** Opening Data listing block **

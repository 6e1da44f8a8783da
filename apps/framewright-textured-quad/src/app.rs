//! Textured quad application.

use std::mem::{offset_of, size_of};

use ash::vk;
use bytemuck::{Pod, Zeroable};
use framewright_app::ui::{Condition, Drag, Ui};
use framewright_app::{AppContext, DearImGui, DrawContext, FramewrightApp};
use framewright_core::{locate_assets_dir, Transform};
use framewright_gpu::texture::default_sampler_info;
use framewright_gpu::{
    write_combined_image_sampler, write_uniform_buffer, Bitmap, Buffer, DescriptorBuffer,
    DescriptorPool, DescriptorSetLayout, DescriptorSetLayoutBuilder, ShaderProgram,
    ShaderProgramCreateInfo, ShaderVertexInput, Texture, FRAMES_IN_FLIGHT,
};
use glam::{Mat4, Vec2, Vec3};
use tracing::{info, warn};

#[repr(C)]
#[derive(Clone, Copy, Debug, Pod, Zeroable)]
struct Vertex {
    position: Vec2,
    color: Vec3,
    uv: Vec2,
}

const fn vertex(x: f32, y: f32, u: f32, v: f32) -> Vertex {
    Vertex {
        position: Vec2::new(x, y),
        color: Vec3::ONE,
        uv: Vec2::new(u, v),
    }
}

const VERTICES: [Vertex; 4] = [
    vertex(-200.0, -200.0, 0.0, 1.0),
    vertex(200.0, -200.0, 1.0, 1.0),
    vertex(200.0, 200.0, 1.0, 0.0),
    vertex(-200.0, 200.0, 0.0, 0.0),
];

const INDICES: [u32; 6] = [0, 1, 2, 2, 3, 0];

const INDEX_OFFSET: u64 = size_of::<[Vertex; 4]>() as u64;

const VERTEX_ATTRIBUTES: [vk::VertexInputAttributeDescription; 3] = [
    vk::VertexInputAttributeDescription {
        location: 0,
        binding: 0,
        format: vk::Format::R32G32_SFLOAT,
        offset: offset_of!(Vertex, position) as u32,
    },
    vk::VertexInputAttributeDescription {
        location: 1,
        binding: 0,
        format: vk::Format::R32G32B32_SFLOAT,
        offset: offset_of!(Vertex, color) as u32,
    },
    vk::VertexInputAttributeDescription {
        location: 2,
        binding: 0,
        format: vk::Format::R32G32_SFLOAT,
        offset: offset_of!(Vertex, uv) as u32,
    },
];

const VERTEX_BINDINGS: [vk::VertexInputBindingDescription; 1] = [vk::VertexInputBindingDescription {
    binding: 0,
    stride: size_of::<Vertex>() as u32,
    input_rate: vk::VertexInputRate::VERTEX,
}];

/// 2×2 red, green, blue, yellow.
const RGBY_PIXELS: [u8; 16] = [
    0xff, 0x00, 0x00, 0xff, //
    0x00, 0xff, 0x00, 0xff, //
    0x00, 0x00, 0xff, 0xff, //
    0xff, 0xff, 0x00, 0xff, //
];

const TEXTURE_PATH: &str = "textures/quad.png";

/// Orthographic projection centered on the origin, one unit per pixel.
fn view_projection(framebuffer_size: glam::IVec2, view: &Transform) -> Mat4 {
    let half = 0.5 * framebuffer_size.as_vec2();
    Mat4::orthographic_rh(-half.x, half.x, -half.y, half.y, -1.0, 1.0) * view.view_matrix()
}

fn load_texture_image() -> Option<image::RgbaImage> {
    let path = locate_assets_dir().join(TEXTURE_PATH);
    if !path.is_file() {
        return None;
    }
    match image::open(&path) {
        Ok(image) => {
            info!("Loaded texture {}", path.display());
            Some(image.to_rgba8())
        }
        Err(e) => {
            warn!("Failed to load {}: {e}", path.display());
            None
        }
    }
}

/// Inspector state edited through the overlay.
struct Inspector {
    view: Transform,
    wireframe: bool,
    line_width_range: [f32; 2],
}

impl Inspector {
    fn build(&mut self, ui: &Ui, program: &mut ShaderProgram) {
        ui.window("Inspect")
            .size([200.0, 100.0], Condition::Once)
            .build(|| {
                if let Some(_node) = ui.tree_node("View") {
                    let mut position = self.view.position.to_array();
                    if Drag::new("position").build_array(ui, &mut position[..]) {
                        self.view.position = Vec2::from_array(position);
                    }
                    Drag::new("rotation").build(ui, &mut self.view.rotation);
                    let mut scale = self.view.scale.to_array();
                    if Drag::new("scale").build_array(ui, &mut scale[..]) {
                        self.view.scale = Vec2::from_array(scale);
                    }
                }

                ui.separator();

                if !program.supports_wireframe() {
                    ui.text_disabled("wireframe unsupported");
                    return;
                }

                if ui.checkbox("wireframe", &mut self.wireframe) {
                    program.polygon_mode = if self.wireframe {
                        vk::PolygonMode::LINE
                    } else {
                        vk::PolygonMode::FILL
                    };
                }

                if self.wireframe {
                    let [min, max] = self.line_width_range;
                    ui.set_next_item_width(100.0);
                    Drag::new("line width")
                        .range(min, max)
                        .speed(0.25)
                        .build(ui, &mut program.line_width);
                }
            });
    }
}

pub struct TexturedQuad {
    program: ShaderProgram,
    descriptor_sets: Vec<Vec<vk::DescriptorSet>>,
    _descriptor_pool: DescriptorPool,
    _set_layouts: [DescriptorSetLayout; 2],
    texture: Texture,
    view_ubo: DescriptorBuffer,
    geometry: Buffer,
    inspector: Inspector,
}

impl FramewrightApp for TexturedQuad {
    fn init(ctx: &mut AppContext) -> anyhow::Result<Self> {
        let device = ctx.device();

        // SAFETY: the device is valid for the lifetime of the context.
        let set_layouts = unsafe {
            [
                DescriptorSetLayoutBuilder::new()
                    .uniform_buffer(0, vk::ShaderStageFlags::ALL_GRAPHICS)
                    .build(device)?,
                DescriptorSetLayoutBuilder::new()
                    .combined_image_sampler(0, vk::ShaderStageFlags::ALL_GRAPHICS)
                    .build(device)?,
            ]
        };
        let layout_handles = set_layouts.each_ref().map(DescriptorSetLayout::handle);

        let pool_sizes = [
            vk::DescriptorPoolSize {
                ty: vk::DescriptorType::UNIFORM_BUFFER,
                descriptor_count: 2,
            },
            vk::DescriptorPoolSize {
                ty: vk::DescriptorType::COMBINED_IMAGE_SAMPLER,
                descriptor_count: 2,
            },
        ];
        // SAFETY: the device is valid.
        let descriptor_pool = unsafe { DescriptorPool::new(device, 16, &pool_sizes)? };
        let descriptor_sets = (0..FRAMES_IN_FLIGHT)
            .map(|_| descriptor_pool.allocate(&layout_handles))
            .collect::<Result<Vec<_>, _>>()?;

        let info = ShaderProgramCreateInfo {
            vertex_spirv: framewright_shaders::textured_vertex(),
            fragment_spirv: framewright_shaders::textured_fragment(),
            vertex_input: ShaderVertexInput {
                attributes: &VERTEX_ATTRIBUTES,
                bindings: &VERTEX_BINDINGS,
            },
            set_layouts: &layout_handles,
            color_format: ctx.color_format(),
            ..Default::default()
        };
        // SAFETY: the features are the ones the device was created with.
        let program = unsafe { ShaderProgram::new(device, ctx.gpu().enabled_features(), &info)? };

        let geometry = ctx.allocator().create_device_buffer(
            vk::BufferUsageFlags::VERTEX_BUFFER | vk::BufferUsageFlags::INDEX_BUFFER,
            ctx.command_block()?,
            &[bytemuck::cast_slice(&VERTICES), bytemuck::cast_slice(&INDICES)],
        )?;
        if geometry.is_empty() {
            anyhow::bail!("Failed to upload quad geometry");
        }

        let view_ubo = DescriptorBuffer::new(ctx.allocator(), vk::BufferUsageFlags::UNIFORM_BUFFER)?;

        let loaded = load_texture_image();
        let (bitmap, sampler) = match &loaded {
            Some(image) => (
                Bitmap {
                    bytes: image.as_raw(),
                    width: image.width(),
                    height: image.height(),
                },
                default_sampler_info(),
            ),
            None => (
                Bitmap {
                    bytes: &RGBY_PIXELS,
                    width: 2,
                    height: 2,
                },
                default_sampler_info().mag_filter(vk::Filter::NEAREST),
            ),
        };
        // SAFETY: the allocator's device is the context's device.
        let texture = unsafe { Texture::new(ctx.allocator(), ctx.command_block()?, bitmap, &sampler)? };

        let limits = &ctx.gpu().gpu().properties.limits;
        let inspector = Inspector {
            view: Transform::default(),
            wireframe: false,
            line_width_range: limits.line_width_range,
        };

        info!("Textured quad ready");

        Ok(Self {
            program,
            descriptor_sets,
            _descriptor_pool: descriptor_pool,
            _set_layouts: set_layouts,
            texture,
            view_ubo,
            geometry,
            inspector,
        })
    }

    fn draw(
        &mut self,
        ctx: &AppContext,
        frame: &mut DrawContext<'_, DearImGui>,
    ) -> anyhow::Result<()> {
        let inspector = &mut self.inspector;
        let program = &mut self.program;
        frame.overlay.ui(|ui| inspector.build(ui, program));

        let device = ctx.device();
        let cmd = frame.command_buffer;
        let sets = &self.descriptor_sets[frame.frame_index];

        let view_projection = view_projection(frame.framebuffer_size, &self.inspector.view);
        self.view_ubo.write(frame.frame_index, &view_projection)?;

        // SAFETY: this frame's sets are not in use; its fence was waited on.
        unsafe {
            write_uniform_buffer(
                device,
                sets[0],
                0,
                &self.view_ubo.descriptor_info_at(frame.frame_index),
            );
            write_combined_image_sampler(device, sets[1], 0, &self.texture.descriptor_info());
        }

        let buffer = self.geometry.handle();
        // SAFETY: `cmd` is recording inside the frame's rendering scope.
        unsafe {
            self.program.bind(cmd, frame.framebuffer_size);
            device.cmd_bind_descriptor_sets(
                cmd,
                vk::PipelineBindPoint::GRAPHICS,
                self.program.layout(),
                0,
                sets,
                &[],
            );
            device.cmd_bind_vertex_buffers(cmd, 0, &[buffer], &[0]);
            device.cmd_bind_index_buffer(cmd, buffer, INDEX_OFFSET, vk::IndexType::UINT32);
            device.cmd_draw_indexed(cmd, INDICES.len() as u32, 1, 0, 0, 0);
        }

        Ok(())
    }
}

#[cfg(test)]
mod tests {
    use super::*;
    use glam::{IVec2, Vec4};

    #[test]
    fn quad_corners_reach_clip_space_edges() {
        let vp = view_projection(IVec2::new(400, 400), &Transform::default());
        let corner = vp * Vec4::new(200.0, 200.0, 0.0, 1.0);
        assert!((corner.x - 1.0).abs() < 1e-6);
        assert!((corner.y - 1.0).abs() < 1e-6);
    }

    #[test]
    fn rgby_checker_is_a_valid_bitmap() {
        let bitmap = Bitmap {
            bytes: &RGBY_PIXELS,
            width: 2,
            height: 2,
        };
        assert!(bitmap.is_valid());
    }
}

** Closing Data listing block **

Find all the lines containing "half" in the material, then copy them.

- _Result below_:
    let half = 0.5 * framebuffer_size.as_vec2();
    Mat4::orthographic_rh(-half.x, half.x, -half.y, half.y, -1.0, 1.0) * view.view_matrix()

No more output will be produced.